Stored records
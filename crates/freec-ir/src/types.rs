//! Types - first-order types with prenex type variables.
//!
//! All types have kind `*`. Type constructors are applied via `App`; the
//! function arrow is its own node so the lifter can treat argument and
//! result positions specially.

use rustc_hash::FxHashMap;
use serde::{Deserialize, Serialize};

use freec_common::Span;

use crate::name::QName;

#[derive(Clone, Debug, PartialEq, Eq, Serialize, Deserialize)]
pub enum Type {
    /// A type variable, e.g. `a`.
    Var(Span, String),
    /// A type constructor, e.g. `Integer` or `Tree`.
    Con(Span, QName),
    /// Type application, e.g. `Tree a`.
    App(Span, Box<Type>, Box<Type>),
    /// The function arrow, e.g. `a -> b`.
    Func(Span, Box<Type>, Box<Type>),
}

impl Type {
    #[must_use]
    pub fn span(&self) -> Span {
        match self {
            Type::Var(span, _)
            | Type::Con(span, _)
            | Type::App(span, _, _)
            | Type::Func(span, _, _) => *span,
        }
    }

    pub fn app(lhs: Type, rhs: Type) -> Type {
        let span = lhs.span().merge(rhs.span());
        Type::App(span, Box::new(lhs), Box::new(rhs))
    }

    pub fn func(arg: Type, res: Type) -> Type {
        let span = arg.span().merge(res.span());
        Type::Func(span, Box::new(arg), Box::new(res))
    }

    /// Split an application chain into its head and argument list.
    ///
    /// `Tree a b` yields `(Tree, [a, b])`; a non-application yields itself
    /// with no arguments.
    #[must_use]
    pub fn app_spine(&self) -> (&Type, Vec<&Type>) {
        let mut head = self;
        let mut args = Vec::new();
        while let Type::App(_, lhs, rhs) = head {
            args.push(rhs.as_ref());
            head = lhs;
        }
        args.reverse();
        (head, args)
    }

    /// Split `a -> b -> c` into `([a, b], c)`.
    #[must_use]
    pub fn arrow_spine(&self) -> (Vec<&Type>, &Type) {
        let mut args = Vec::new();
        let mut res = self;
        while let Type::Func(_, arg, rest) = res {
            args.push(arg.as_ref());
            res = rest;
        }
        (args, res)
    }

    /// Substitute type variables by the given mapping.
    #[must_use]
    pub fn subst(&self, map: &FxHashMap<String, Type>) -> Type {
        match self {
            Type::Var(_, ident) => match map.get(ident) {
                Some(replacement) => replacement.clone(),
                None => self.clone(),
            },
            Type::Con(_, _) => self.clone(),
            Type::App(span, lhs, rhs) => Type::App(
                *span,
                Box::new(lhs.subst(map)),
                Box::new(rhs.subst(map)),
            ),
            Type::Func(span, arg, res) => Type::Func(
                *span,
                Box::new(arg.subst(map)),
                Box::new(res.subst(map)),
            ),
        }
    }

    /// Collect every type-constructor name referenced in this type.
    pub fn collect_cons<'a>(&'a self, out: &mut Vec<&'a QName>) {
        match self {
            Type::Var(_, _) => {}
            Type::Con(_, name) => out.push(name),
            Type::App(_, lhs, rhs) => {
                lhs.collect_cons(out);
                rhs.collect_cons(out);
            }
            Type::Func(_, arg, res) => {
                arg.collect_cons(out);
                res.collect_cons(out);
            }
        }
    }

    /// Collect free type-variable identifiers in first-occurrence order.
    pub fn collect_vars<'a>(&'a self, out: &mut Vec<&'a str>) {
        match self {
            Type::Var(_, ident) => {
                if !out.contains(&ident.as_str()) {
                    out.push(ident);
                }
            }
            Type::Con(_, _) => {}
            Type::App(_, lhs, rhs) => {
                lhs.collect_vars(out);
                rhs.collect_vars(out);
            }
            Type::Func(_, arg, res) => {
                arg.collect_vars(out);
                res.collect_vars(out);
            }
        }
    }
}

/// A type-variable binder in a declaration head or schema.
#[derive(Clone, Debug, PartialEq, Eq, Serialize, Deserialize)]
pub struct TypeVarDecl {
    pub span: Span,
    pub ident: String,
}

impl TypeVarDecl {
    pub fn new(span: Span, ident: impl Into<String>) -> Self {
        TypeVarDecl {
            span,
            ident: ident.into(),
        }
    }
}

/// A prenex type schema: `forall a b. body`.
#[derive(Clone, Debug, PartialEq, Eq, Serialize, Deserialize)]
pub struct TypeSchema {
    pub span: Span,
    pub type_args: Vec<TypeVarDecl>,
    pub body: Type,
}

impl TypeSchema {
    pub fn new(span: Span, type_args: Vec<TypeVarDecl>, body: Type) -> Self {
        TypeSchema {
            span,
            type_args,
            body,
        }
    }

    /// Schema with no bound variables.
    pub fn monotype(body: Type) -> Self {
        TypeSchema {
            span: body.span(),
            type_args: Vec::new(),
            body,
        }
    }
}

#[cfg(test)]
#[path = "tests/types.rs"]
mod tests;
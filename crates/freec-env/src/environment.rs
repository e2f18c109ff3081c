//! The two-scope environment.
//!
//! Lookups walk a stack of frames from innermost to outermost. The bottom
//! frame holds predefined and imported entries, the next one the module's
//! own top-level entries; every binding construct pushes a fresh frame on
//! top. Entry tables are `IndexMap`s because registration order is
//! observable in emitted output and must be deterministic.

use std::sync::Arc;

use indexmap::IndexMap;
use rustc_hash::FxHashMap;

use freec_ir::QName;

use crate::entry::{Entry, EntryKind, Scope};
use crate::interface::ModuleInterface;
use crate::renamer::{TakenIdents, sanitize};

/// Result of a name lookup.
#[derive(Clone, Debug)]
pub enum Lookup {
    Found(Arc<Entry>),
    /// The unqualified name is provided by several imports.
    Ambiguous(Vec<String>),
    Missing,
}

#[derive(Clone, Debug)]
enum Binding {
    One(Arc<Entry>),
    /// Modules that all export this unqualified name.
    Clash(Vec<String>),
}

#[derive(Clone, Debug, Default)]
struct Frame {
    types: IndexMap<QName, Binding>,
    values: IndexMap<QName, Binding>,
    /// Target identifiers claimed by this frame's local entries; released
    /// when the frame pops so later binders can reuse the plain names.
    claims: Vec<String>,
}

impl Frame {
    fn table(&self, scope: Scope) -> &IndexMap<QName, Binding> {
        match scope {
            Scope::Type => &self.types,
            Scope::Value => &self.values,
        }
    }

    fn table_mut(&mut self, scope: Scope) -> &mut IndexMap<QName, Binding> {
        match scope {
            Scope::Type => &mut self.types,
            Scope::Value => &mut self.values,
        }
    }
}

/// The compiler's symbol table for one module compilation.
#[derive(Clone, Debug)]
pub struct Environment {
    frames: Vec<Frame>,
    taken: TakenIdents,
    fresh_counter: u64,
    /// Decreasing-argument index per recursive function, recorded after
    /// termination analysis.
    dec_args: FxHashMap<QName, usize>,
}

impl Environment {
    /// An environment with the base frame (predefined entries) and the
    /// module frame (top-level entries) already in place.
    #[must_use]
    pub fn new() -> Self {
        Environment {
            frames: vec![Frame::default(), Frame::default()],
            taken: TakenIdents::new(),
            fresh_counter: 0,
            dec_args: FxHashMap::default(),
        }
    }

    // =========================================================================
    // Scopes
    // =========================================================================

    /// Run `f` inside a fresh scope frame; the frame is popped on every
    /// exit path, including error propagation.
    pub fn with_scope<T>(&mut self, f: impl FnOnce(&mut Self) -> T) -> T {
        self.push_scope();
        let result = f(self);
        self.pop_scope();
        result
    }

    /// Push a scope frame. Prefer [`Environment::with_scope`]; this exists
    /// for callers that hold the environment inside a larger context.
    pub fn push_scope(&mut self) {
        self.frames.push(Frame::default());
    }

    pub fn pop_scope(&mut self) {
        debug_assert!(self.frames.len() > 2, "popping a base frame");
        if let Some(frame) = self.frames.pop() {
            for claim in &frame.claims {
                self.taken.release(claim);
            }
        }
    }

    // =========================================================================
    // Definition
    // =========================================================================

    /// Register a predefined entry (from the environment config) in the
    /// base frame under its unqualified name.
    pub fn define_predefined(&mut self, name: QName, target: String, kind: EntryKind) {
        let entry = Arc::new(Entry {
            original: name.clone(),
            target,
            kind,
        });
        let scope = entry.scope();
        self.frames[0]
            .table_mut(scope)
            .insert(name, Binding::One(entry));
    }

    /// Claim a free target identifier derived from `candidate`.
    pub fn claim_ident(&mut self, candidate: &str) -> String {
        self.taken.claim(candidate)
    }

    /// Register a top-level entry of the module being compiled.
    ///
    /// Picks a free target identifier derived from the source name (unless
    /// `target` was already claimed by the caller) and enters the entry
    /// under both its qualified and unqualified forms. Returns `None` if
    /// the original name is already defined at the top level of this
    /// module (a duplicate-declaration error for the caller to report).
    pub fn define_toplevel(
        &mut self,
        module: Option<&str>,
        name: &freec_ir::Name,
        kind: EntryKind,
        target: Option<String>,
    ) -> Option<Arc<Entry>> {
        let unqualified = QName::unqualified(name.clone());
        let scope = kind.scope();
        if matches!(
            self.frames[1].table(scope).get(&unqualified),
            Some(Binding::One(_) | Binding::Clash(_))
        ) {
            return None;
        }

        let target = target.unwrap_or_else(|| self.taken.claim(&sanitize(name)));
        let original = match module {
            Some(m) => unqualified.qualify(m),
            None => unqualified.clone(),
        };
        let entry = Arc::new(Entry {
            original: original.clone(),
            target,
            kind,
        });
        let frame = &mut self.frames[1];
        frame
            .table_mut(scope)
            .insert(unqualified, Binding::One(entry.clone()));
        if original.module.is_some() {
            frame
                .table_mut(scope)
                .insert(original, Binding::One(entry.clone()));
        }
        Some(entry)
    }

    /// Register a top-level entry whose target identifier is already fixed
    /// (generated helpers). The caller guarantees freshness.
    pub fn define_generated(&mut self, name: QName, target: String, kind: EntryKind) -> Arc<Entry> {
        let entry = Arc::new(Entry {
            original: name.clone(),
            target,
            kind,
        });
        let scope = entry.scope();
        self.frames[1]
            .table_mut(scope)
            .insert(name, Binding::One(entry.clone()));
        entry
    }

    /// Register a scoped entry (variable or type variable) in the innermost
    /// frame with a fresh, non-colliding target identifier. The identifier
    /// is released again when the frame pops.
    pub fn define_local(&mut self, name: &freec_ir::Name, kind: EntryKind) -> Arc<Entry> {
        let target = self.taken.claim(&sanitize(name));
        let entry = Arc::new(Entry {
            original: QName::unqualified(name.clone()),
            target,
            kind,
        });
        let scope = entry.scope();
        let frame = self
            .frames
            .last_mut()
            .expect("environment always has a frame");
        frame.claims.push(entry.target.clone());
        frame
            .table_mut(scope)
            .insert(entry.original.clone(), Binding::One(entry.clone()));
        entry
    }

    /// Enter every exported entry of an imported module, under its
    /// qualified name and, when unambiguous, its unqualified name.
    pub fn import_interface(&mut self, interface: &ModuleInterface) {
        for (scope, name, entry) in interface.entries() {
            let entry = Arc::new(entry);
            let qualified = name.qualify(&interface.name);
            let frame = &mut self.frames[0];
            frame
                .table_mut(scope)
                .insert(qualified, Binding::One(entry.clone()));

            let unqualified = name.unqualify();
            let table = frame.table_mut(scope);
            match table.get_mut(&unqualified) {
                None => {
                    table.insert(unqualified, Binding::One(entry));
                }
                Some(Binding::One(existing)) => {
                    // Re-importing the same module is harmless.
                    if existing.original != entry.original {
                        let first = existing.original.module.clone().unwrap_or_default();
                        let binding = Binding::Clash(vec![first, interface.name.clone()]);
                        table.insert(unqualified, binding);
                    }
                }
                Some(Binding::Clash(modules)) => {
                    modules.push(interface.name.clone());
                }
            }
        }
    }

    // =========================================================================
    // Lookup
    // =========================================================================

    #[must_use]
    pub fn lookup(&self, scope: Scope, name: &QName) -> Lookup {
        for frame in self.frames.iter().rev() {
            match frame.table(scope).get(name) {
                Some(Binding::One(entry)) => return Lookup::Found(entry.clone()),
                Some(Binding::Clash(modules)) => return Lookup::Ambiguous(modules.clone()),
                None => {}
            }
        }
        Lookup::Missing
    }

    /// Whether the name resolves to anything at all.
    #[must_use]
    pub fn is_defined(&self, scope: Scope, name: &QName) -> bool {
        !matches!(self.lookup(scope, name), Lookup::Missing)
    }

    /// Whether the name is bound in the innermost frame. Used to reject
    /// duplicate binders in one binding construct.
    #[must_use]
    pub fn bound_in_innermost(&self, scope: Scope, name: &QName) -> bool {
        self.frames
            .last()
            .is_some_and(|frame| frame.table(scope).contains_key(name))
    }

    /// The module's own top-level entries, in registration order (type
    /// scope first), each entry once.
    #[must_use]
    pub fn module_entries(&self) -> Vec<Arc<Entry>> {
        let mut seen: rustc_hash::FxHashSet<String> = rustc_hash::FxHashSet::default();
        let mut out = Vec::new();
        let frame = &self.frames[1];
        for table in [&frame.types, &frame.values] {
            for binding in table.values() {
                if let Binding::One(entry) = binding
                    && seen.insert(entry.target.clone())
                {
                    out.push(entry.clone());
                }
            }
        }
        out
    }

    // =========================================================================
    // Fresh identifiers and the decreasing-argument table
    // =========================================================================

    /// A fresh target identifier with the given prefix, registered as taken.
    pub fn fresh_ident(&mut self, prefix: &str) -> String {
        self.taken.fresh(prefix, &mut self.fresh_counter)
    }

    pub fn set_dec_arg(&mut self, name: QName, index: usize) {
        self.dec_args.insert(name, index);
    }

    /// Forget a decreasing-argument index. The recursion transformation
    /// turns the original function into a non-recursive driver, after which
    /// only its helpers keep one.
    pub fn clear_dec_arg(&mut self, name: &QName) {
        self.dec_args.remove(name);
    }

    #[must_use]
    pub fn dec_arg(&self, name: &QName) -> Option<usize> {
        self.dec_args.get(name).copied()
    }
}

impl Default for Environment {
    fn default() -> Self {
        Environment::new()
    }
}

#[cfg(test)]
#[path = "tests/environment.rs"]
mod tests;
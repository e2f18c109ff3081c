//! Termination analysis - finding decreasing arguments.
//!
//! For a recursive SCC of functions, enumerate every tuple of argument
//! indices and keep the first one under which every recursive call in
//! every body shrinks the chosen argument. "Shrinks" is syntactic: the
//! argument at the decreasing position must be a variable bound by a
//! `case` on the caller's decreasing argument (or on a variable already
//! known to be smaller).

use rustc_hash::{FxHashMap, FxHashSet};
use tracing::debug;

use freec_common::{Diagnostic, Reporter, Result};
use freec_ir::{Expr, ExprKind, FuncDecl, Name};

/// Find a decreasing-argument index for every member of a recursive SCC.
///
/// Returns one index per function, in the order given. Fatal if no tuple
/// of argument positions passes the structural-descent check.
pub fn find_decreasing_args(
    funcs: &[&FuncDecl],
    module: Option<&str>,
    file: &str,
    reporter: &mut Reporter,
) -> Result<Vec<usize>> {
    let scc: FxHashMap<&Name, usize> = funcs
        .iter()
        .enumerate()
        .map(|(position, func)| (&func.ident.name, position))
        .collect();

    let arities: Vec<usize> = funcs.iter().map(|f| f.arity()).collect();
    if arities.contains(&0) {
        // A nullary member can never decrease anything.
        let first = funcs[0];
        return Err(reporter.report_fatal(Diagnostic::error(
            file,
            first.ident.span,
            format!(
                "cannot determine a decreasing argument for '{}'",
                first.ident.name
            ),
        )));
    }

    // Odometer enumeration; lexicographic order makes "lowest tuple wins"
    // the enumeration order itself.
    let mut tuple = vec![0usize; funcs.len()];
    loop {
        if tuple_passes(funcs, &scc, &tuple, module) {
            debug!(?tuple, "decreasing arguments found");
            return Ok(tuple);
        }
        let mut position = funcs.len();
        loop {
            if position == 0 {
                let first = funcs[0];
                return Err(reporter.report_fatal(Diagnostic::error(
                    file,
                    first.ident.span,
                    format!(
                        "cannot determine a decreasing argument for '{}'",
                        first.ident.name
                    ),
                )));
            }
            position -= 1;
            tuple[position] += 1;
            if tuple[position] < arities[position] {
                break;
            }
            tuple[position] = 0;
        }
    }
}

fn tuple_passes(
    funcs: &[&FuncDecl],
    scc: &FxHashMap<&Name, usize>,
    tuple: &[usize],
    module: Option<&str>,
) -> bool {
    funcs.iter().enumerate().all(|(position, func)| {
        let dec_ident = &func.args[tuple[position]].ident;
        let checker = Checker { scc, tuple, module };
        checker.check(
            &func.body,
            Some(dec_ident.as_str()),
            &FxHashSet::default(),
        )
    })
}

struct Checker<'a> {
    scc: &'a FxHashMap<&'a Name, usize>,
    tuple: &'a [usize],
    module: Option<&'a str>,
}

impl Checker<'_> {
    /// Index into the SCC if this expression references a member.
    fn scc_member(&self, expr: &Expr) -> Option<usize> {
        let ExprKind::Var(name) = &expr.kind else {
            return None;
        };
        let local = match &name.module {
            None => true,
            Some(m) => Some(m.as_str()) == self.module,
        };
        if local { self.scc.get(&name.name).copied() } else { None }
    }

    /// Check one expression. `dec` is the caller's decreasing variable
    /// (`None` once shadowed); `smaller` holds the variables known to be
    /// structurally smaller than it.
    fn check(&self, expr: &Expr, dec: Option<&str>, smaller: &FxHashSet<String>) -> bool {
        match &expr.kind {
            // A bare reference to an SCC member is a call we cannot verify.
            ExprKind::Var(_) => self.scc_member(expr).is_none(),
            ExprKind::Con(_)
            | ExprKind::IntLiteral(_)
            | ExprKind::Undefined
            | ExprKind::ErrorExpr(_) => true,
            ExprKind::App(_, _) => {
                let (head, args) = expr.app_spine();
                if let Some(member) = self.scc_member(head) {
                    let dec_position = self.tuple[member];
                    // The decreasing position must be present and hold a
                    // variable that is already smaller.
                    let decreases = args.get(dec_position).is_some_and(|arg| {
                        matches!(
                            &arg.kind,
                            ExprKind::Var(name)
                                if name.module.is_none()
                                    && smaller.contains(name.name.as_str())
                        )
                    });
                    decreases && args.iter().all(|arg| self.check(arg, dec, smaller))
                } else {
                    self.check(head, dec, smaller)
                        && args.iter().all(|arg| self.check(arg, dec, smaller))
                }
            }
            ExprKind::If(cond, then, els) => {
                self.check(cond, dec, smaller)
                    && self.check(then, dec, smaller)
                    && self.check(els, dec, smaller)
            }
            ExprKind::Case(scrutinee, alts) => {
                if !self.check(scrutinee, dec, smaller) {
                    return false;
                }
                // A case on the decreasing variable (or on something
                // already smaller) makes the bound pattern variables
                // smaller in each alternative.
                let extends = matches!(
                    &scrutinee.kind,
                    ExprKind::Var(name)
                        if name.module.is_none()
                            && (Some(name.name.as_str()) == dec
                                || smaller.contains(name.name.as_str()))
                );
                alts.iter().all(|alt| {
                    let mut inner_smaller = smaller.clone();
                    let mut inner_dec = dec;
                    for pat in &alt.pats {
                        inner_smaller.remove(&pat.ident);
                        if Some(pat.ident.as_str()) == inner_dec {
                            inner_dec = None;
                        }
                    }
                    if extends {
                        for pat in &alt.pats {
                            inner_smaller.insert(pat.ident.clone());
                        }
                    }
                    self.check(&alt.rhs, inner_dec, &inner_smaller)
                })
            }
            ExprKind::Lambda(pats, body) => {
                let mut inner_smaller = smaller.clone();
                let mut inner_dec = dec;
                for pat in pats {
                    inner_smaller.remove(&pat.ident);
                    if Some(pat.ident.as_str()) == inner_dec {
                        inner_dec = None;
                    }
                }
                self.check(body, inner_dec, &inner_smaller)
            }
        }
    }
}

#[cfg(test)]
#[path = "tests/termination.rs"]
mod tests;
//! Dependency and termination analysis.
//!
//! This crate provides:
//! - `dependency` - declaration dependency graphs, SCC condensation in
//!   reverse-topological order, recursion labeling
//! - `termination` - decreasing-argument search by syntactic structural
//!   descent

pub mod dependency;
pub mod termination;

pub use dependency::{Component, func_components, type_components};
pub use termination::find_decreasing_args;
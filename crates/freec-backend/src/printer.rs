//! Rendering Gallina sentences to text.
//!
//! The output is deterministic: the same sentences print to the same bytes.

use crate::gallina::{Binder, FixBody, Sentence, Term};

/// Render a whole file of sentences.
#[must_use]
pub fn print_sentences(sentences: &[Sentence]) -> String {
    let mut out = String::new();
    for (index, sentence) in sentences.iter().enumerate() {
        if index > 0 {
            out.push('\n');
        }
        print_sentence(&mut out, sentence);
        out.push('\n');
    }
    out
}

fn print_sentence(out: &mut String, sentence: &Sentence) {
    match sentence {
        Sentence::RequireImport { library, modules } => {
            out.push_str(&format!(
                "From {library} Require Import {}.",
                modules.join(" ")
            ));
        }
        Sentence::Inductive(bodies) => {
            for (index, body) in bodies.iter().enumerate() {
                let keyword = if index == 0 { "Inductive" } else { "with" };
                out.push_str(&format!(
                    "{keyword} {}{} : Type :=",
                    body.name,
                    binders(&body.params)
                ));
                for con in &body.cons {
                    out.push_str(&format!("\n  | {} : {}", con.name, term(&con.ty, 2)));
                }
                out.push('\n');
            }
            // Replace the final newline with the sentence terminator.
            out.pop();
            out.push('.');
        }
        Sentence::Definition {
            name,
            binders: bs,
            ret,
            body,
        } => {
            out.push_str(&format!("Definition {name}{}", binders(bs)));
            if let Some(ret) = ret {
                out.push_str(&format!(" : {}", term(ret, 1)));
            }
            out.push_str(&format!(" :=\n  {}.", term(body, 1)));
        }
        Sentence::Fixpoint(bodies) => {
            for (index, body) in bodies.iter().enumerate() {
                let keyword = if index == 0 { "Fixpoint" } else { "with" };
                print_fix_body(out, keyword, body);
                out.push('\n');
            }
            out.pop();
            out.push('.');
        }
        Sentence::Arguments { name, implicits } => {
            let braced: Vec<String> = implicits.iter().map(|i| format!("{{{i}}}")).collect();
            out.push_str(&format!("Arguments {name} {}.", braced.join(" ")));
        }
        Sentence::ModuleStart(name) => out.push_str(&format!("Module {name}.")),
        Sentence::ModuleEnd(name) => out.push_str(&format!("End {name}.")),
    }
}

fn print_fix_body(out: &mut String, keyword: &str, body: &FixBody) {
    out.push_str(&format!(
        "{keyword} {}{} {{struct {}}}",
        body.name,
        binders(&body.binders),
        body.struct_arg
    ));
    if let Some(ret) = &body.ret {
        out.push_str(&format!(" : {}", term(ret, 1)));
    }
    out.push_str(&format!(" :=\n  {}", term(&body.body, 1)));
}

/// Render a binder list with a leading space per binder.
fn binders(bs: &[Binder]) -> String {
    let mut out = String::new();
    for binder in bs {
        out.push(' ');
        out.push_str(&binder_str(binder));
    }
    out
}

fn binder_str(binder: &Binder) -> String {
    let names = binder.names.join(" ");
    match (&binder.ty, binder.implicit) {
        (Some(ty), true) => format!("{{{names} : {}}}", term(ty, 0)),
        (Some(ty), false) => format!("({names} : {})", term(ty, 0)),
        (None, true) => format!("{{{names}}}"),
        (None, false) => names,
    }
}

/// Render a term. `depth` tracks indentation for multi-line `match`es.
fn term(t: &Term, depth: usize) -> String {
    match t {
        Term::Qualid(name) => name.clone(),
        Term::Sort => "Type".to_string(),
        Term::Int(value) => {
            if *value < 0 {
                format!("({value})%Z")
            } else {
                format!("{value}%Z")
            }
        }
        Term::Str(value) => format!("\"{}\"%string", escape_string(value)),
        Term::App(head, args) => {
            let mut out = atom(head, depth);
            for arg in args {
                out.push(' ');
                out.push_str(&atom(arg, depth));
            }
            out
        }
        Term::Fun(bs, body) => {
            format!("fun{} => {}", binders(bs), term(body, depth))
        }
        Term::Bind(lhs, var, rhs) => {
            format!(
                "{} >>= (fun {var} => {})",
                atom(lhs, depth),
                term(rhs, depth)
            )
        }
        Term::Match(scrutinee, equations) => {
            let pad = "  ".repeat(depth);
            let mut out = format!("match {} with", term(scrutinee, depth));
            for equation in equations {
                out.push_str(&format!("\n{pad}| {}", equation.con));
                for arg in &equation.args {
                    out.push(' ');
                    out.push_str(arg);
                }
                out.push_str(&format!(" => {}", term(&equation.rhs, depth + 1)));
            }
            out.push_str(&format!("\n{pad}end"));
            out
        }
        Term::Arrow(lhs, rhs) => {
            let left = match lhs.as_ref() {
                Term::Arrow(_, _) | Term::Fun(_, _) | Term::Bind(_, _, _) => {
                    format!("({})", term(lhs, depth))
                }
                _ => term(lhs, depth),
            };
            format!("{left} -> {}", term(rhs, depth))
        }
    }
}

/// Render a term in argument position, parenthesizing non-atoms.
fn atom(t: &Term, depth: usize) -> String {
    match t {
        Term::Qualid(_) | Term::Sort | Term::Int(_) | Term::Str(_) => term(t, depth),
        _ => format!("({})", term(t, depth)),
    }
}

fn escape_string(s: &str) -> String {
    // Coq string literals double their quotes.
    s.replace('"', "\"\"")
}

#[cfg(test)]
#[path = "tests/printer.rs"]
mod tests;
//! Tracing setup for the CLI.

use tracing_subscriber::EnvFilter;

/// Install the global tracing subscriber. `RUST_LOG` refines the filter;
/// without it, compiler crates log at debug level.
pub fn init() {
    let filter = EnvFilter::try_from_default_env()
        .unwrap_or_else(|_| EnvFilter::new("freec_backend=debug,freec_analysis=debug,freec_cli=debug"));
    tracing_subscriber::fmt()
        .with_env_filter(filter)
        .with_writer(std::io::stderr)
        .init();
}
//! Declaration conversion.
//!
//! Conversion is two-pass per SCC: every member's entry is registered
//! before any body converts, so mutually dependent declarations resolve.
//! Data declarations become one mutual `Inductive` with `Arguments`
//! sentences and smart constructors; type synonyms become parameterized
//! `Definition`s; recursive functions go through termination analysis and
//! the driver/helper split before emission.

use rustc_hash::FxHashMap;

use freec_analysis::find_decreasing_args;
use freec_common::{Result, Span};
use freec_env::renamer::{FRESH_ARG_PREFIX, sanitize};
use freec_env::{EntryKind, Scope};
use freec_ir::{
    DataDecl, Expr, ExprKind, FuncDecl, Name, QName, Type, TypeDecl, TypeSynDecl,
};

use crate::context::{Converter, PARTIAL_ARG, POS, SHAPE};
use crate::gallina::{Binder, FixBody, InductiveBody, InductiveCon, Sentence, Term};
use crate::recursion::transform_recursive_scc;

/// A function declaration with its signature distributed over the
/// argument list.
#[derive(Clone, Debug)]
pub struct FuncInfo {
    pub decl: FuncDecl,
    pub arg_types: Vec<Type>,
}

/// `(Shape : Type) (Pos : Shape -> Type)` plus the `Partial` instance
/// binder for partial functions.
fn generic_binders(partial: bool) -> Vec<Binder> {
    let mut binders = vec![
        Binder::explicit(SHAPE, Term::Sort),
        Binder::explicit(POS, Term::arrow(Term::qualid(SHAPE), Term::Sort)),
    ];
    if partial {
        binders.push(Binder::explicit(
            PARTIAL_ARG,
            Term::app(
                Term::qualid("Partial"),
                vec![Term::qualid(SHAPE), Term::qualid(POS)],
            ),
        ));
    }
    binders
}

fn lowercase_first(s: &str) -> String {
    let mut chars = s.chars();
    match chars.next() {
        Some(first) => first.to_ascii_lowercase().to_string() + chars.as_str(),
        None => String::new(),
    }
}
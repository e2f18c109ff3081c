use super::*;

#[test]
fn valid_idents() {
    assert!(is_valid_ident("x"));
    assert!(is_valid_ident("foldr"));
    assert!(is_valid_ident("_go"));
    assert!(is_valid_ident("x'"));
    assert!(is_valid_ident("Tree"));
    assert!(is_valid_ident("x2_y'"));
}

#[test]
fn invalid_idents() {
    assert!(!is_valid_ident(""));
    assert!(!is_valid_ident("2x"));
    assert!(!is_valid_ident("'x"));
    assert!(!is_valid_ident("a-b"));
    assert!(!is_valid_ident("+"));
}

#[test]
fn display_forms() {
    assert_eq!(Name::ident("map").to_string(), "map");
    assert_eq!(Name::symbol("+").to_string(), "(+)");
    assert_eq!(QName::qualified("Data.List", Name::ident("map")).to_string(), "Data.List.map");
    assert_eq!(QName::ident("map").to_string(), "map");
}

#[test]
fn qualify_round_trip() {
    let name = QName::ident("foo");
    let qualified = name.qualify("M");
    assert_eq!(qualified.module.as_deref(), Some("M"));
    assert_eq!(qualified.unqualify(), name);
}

__Work required__
Starting at the line that has "fn term(t: &Term, depth: usize)" and ending at the line that has "Term::Fun(bs, body) =>", please write out the lines above exactly, leaving out all others.

__Result__
fn term(t: &Term, depth: usize) -> String {
    match t {
        Term::Qualid(name) => name.clone(),
        Term::Sort => "Type".to_string(),
        Term::Int(value) => {
            if *value < 0 {
                format!("({value})%Z")
            } else {
                format!("{value}%Z")
            }
        }
        Term::Str(value) => format!("\"{}\"%string", escape_string(value)),
        Term::App(head, args) => {
            let mut out = atom(head, depth);
            for arg in args {
                out.push(' ');
                out.push_str(&atom(arg, depth));
            }
            out
        }
        Term::Fun(bs, body) => {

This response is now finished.